スマホのGPSで登山も安全に楽しめる地図アプリ
「YAMAP(ヤマップ)」とは、電波の届かない山の中でも使える登山地図GPSアプリだ。登山前に地図をスマホにダウンロードしておくことで、電波の届かない山の中でも自分の位置を確認できる。
登山は老若男女問わず人気が高いアウトドア・アクティビティだが、登山者の増加に伴い、遭難事故も年々増えている。その主な原因は、「自分の現在地がわからなくなってしまうこと」にある。山中では電波が届かないため、一般の地図アプリを使うことができないからだ。
これまでも山中で現在地を知るための機器はあったが、高価で操作が難しかった。登山を楽しむ層が広がる中で、登山を始めたばかりの人にとっては、そうした機器を使いこなして登山をすることは困難だった。
そこで、株式会社ヤマップはスマホのGPS機能とオフラインで表示できる登山地図を組み合わせ、山上などの圏外でも自分の現在地を把握できるスマホアプリを開発した。つまり、多くの人が持っているスマホを「命を守る道具」に変えたのだ。
YAMAPには、「活動日記」という掲示板があり、ユーザー同士で登山中の写真や感想を共有できる。これにより、ユーザー同士で山の現地情報やおすすめの登山アイテムなどの情報を共有することができたり、新たなコミュニティ形成の場にもなっている。
また、YAMAPには「活動日記」のほかに、ユーザーの登山ルートやタイムが記録される機能があり、これらのデータが2013年のサービス開始以来、膨大に蓄積されてビッグデータとなり、多方面で活用されている。
例えば、2017年に株式会社ヤマップと国土地理委員が結んだ協定がその一例だ。株式会社ヤマップはこのビッグデータを地理院に無償で提供し、地形図の登山道の修正に活用されている。これにより、地形図がより正確になり、登山者にとってより安全で便利になった。
また近年、株式会社ヤマップではパーパスを「人と山をつなぐ、山の遊びを未来につなぐ」から「地球とつながるよろこび。」に変え、山に限らず地球と人をテクノロジーでつなげる取り組みを進めている。
その一環として、2024年にはYAMAPに流域地図が追加され、今いる場所の山・川・街・海とのつながりがわかるようになった。
さらに、YAMAPは登山保険を扱っており、今後、補償対象となる活動や携行品を広げた商品としてリニューアル予定だ。これにより、登山中に限らず、山や海、川などのアウトドア活動中のケガや遭難時の捜索・救助費用も補償し、より安全で安心な野外活動をサポートしている。

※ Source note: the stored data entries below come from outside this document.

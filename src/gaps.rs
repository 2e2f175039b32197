/*!
 * Gap optimization.
 *
 * Adjusts segment timing after display splitting. Start times come from
 * alignment and are never moved; only end times change:
 *
 * - gaps shorter than `min_gap_secs` are closed by extending the earlier end
 * - segments shorter than `min_duration_secs` grow into the following gap,
 *   never past the next start
 * - overlaps left by alignment are clamped so each end is at most the next start
 *
 * Segments over `max_duration_secs` are only counted. Capping them would
 * corrupt dubbing timing.
 */

use log::debug;
use serde::Serialize;

use crate::segment::FinalSegment;
use crate::timeline::TIME_EPSILON;

/// Settings for the gap optimizer
#[derive(Debug, Clone)]
pub struct GapConfig {
    pub min_gap_secs: f64,
    pub min_duration_secs: f64,
    pub max_duration_secs: f64,
}

impl Default for GapConfig {
    fn default() -> Self {
        Self {
            min_gap_secs: 0.3,
            min_duration_secs: 1.0,
            max_duration_secs: 6.0,
        }
    }
}

/// What the optimizer changed
#[derive(Debug, Clone, Default, PartialEq, Eq, Serialize)]
pub struct GapReport {
    /// Gaps closed by extending the earlier segment
    pub closed_gaps: usize,
    /// Short segments extended toward the minimum duration
    pub extended: usize,
    /// Overlaps clamped to the next start
    pub clamped_overlaps: usize,
    /// Segments longer than the maximum duration, left as they are
    pub overlong: usize,
}

#[derive(Debug, Clone, Default)]
pub struct GapOptimizer {
    config: GapConfig,
}

impl GapOptimizer {
    pub fn new(config: GapConfig) -> Self {
        Self { config }
    }

    /// Return a re-timed copy of `segments`.
    ///
    /// `timeline_end` bounds how far the last segment may be extended.
    pub fn optimize(&self, segments: &[FinalSegment], timeline_end: f64) -> (Vec<FinalSegment>, GapReport) {
        let mut result = segments.to_vec();
        let mut report = GapReport::default();

        for i in 0..result.len() {
            let next_start = result.get(i + 1).map(|s| s.start());
            let limit = next_start.unwrap_or_else(|| timeline_end.max(result[i].end()));
            let segment = &mut result[i].segment;

            if let Some(next_start) = next_start {
                let gap = next_start - segment.end;
                if gap < -TIME_EPSILON {
                    // Alignment overlap, never cut below the start
                    segment.end = next_start.max(segment.start);
                    report.clamped_overlaps += 1;
                } else if gap > TIME_EPSILON && gap < self.config.min_gap_secs {
                    segment.end = next_start;
                    report.closed_gaps += 1;
                }
            }

            if segment.duration() + TIME_EPSILON < self.config.min_duration_secs && segment.end < limit {
                segment.end = (segment.start + self.config.min_duration_secs).min(limit);
                report.extended += 1;
            }

            if segment.duration() > self.config.max_duration_secs + TIME_EPSILON {
                report.overlong += 1;
            }
        }

        debug!(
            "Gap optimization: {} gaps closed, {} extended, {} overlaps clamped, {} over max duration",
            report.closed_gaps, report.extended, report.clamped_overlaps, report.overlong
        );
        (result, report)
    }
}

株式会社ヤマップの、人と地球をつなげる取り組みは多くの人に支持され、アプリのダウンロード数は、2023年で約400万を突破。日本生産本部の「レジャー白書2023」によると、2022年の日本の登山人口は約500万人であり、理論上では登山人口の半数以上がYAMAPを利用していることになる。

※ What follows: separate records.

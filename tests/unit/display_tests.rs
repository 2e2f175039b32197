/*!
 * Tests for display line budgets and the two projections
 */

use std::sync::Arc;
use std::time::Duration;

use subsplit::alignment::TimestampAligner;
use subsplit::display::{line_weight, DisplayConfig, DisplaySplitter, Projection};
use subsplit::gaps::GapOptimizer;
use subsplit::pipeline::SegmentationPipeline;
use subsplit::segment::{TextSegment, TimedSegment};
use subsplit::splitting::NoopOracle;
use subsplit::text_utils;

use crate::common::{evenly_timed, per_character, segmenter};

fn pipeline_with_display(language: &str, max_segment_length: usize, display: DisplayConfig) -> SegmentationPipeline {
    SegmentationPipeline::new(
        segmenter(language, Arc::new(NoopOracle), max_segment_length, Duration::from_secs(1)),
        TimestampAligner::default(),
        DisplaySplitter::new(display),
        GapOptimizer::default(),
    )
}

#[tokio::test]
async fn test_display_cjkTranscript_shouldRespectBudget() {
    let text = "今天天气很好，我们一起去公园散步吧。然后我们去吃晚饭。";
    let timeline = per_character(text, "zh", 0.2);
    let pipeline = pipeline_with_display(
        "zh",
        30,
        DisplayConfig {
            max_line_weight: 16,
            ..Default::default()
        },
    );

    let output = pipeline.run(&timeline, &[]).await.unwrap();

    assert!(!output.display.is_empty());
    for segment in &output.display {
        for line in &segment.source_lines {
            assert!(line.weight <= 16, "line '{}' weighs {}", line.text, line.weight);
            assert_eq!(line.weight, line_weight(&line.text));
        }
    }
    let rebuilt: String = output
        .display
        .iter()
        .flat_map(|s| s.source_lines.iter().map(|l| l.text.clone()))
        .collect();
    assert_eq!(rebuilt, text);
}

#[tokio::test]
async fn test_display_bilingualLines_shouldRespectBudget() {
    let timeline = evenly_timed(
        "The delegation arrived late but the negotiations continued well into the night.",
        "en",
        0.3,
        0.05,
    );
    let pipeline = pipeline_with_display(
        "en",
        20,
        DisplayConfig {
            max_line_weight: 24,
            ..Default::default()
        },
    );

    let (segments, _) = pipeline.segment(&timeline).await;
    let translations: Vec<String> = segments
        .iter()
        .map(|_| "La délégation est arrivée en retard mais les négociations ont continué.".to_string())
        .collect();
    let output = pipeline.run(&timeline, &translations).await.unwrap();

    for segment in &output.display {
        for line in segment.source_lines.iter().chain(&segment.translation_lines) {
            assert!(line.weight <= 24, "line '{}' weighs {}", line.text, line.weight);
        }
    }
}

#[tokio::test]
async fn test_resplit_compliantOutput_shouldBeIdempotent() {
    let timeline = evenly_timed(
        "Please close the door quietly. The baby is finally asleep upstairs in her little room.",
        "en",
        0.25,
        0.05,
    );
    let display = DisplaySplitter::new(DisplayConfig {
        max_line_weight: 20,
        ..Default::default()
    });
    let pipeline = SegmentationPipeline::new(
        segmenter("en", Arc::new(NoopOracle), 20, Duration::from_secs(1)),
        TimestampAligner::default(),
        display.clone(),
        GapOptimizer::default(),
    );

    let output = pipeline.run(&timeline, &[]).await.unwrap();

    for segment in output.display.iter().chain(&output.dubbing) {
        assert_eq!(&display.resplit(segment), segment);
    }
}

#[test]
fn test_dubbingCapped_shouldInterpolateWithinParentSpan() {
    let display = DisplaySplitter::new(DisplayConfig {
        max_line_weight: 42,
        dubbing_max_line_weight: Some(20),
        interpolation_confidence_factor: 0.8,
    });
    let timed = vec![TimedSegment::new(
        TextSegment::new(3, "I never thought we would make it this far together")
            .with_translation("Je n'ai jamais cru que nous irions si loin ensemble"),
        10.0,
        14.0,
        1.0,
    )];

    let dubbing = display.project(&timed, Projection::Dubbing);

    assert!(dubbing.len() > 1);
    assert_eq!(dubbing.first().unwrap().start(), 10.0);
    assert_eq!(dubbing.last().unwrap().end(), 14.0);
    for pair in dubbing.windows(2) {
        assert!(pair[0].end() <= pair[1].start() + 1e-9);
    }
    for piece in &dubbing {
        assert_eq!(piece.index(), 3);
        assert!(piece.dual_use);
        assert!((piece.segment.confidence - 0.8).abs() < 1e-6);
        assert!(piece.translation_lines.iter().all(|l| l.weight <= 20));
    }
    let translation: Vec<String> = dubbing.iter().map(|s| s.segment.text.translated_text.clone()).collect();
    assert_eq!(
        text_utils::normalize_text(&translation.join(" ")),
        text_utils::normalize_text("Je n'ai jamais cru que nous irions si loin ensemble")
    );
}

#[test]
fn test_displayProjection_shouldShareTimedList() {
    let display = DisplaySplitter::default();
    let timed = vec![
        TimedSegment::new(TextSegment::new(0, "First line of dialogue"), 0.0, 2.0, 1.0),
        TimedSegment::new(TextSegment::new(1, "Second line"), 2.5, 3.5, 0.75),
    ];

    let on_screen = display.project(&timed, Projection::Display);
    let dubbing = display.project(&timed, Projection::Dubbing);

    assert_eq!(on_screen.len(), 2);
    assert_eq!(dubbing.len(), 2);
    for (a, b) in on_screen.iter().zip(&dubbing) {
        assert_eq!(a.segment, b.segment);
        assert!(!a.dual_use);
        assert!(b.dual_use);
    }
}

会員には無料会員と月額780円のプレミアム会員がある。プレミアム会員になると登山地図が使い放題になり、登山記録を3D動画で再現できるなどの豊富な機能が追加される。会員のうち5人に1人がプレミアム会員とのことで、これが近年のYAMAPの売上高向上に大きく貢献している。

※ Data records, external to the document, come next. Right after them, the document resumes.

use anyhow::{Result, anyhow};
use isolang::Language;

/// Language utilities for ISO language code handling
///
/// Codes reach the segmentation stages in ISO 639-1 form when one exists,
/// so that per-language tables (joiners, connectors) only need 2-letter keys.

/// ISO 639-2/B codes that differ from their 639-2/T form
const BIBLIOGRAPHIC_CODES: [(&str, &str); 18] = [
    ("fre", "fra"),
    ("ger", "deu"),
    ("dut", "nld"),
    ("gre", "ell"),
    ("chi", "zho"),
    ("cze", "ces"),
    ("ice", "isl"),
    ("alb", "sqi"),
    ("arm", "hye"),
    ("baq", "eus"),
    ("bur", "mya"),
    ("per", "fas"),
    ("geo", "kat"),
    ("may", "msa"),
    ("mac", "mkd"),
    ("rum", "ron"),
    ("slo", "slk"),
    ("wel", "cym"),
];

fn lookup(code: &str) -> Option<Language> {
    let normalized_code = code.trim().to_lowercase();
    match normalized_code.len() {
        2 => Language::from_639_1(&normalized_code),
        3 => {
            let part2t = BIBLIOGRAPHIC_CODES
                .iter()
                .find(|(b, _)| *b == normalized_code)
                .map(|(_, t)| *t)
                .unwrap_or(normalized_code.as_str());
            Language::from_639_3(part2t)
        }
        _ => None,
    }
}

/// Check that a code is a known ISO 639-1 or ISO 639-2 code
pub fn validate_language_code(code: &str) -> Result<()> {
    lookup(code).map(|_| ()).ok_or_else(|| anyhow!("Invalid language code: {}", code))
}

/// Normalize a language code to ISO 639-2/T (3-letter) format
pub fn normalize_to_part2t(code: &str) -> Result<String> {
    lookup(code)
        .map(|lang| lang.to_639_3().to_string())
        .ok_or_else(|| anyhow!("Cannot normalize invalid language code: {}", code))
}

/// Normalize a language code to ISO 639-1 (2-letter) format if possible
/// Falls back to ISO 639-2/T if no ISO 639-1 code exists
pub fn normalize_to_part1_or_part2t(code: &str) -> Result<String> {
    let lang = lookup(code).ok_or_else(|| anyhow!("Cannot normalize invalid language code: {}", code))?;
    Ok(lang
        .to_639_1()
        .map(|c| c.to_string())
        .unwrap_or_else(|| lang.to_639_3().to_string()))
}

/// Check if two language codes match (represent the same language)
pub fn language_codes_match(code1: &str, code2: &str) -> bool {
    match (lookup(code1), lookup(code2)) {
        (Some(a), Some(b)) => a == b,
        _ => false,
    }
}

/// Get the language name from a code
pub fn get_language_name(code: &str) -> Result<String> {
    let lang = lookup(code).ok_or_else(|| anyhow!("Failed to get language from code: {}", code))?;
    Ok(lang.to_name().to_string())
}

YAMAPは2014年のグッドデザイン賞受賞・ベスト100獲得を皮切りに、経済産業省の「新事業創出のための目利き・支援人材育成等事業」認定され、雑誌『AERA』の「日本を動かすベンチャー100」選出など数多くの受賞を果たして注目された。 さらに、2018年には合計14社から総額12億円の資金調達を行い、さらなる業界内外との連携拡大や基盤構築を進めている。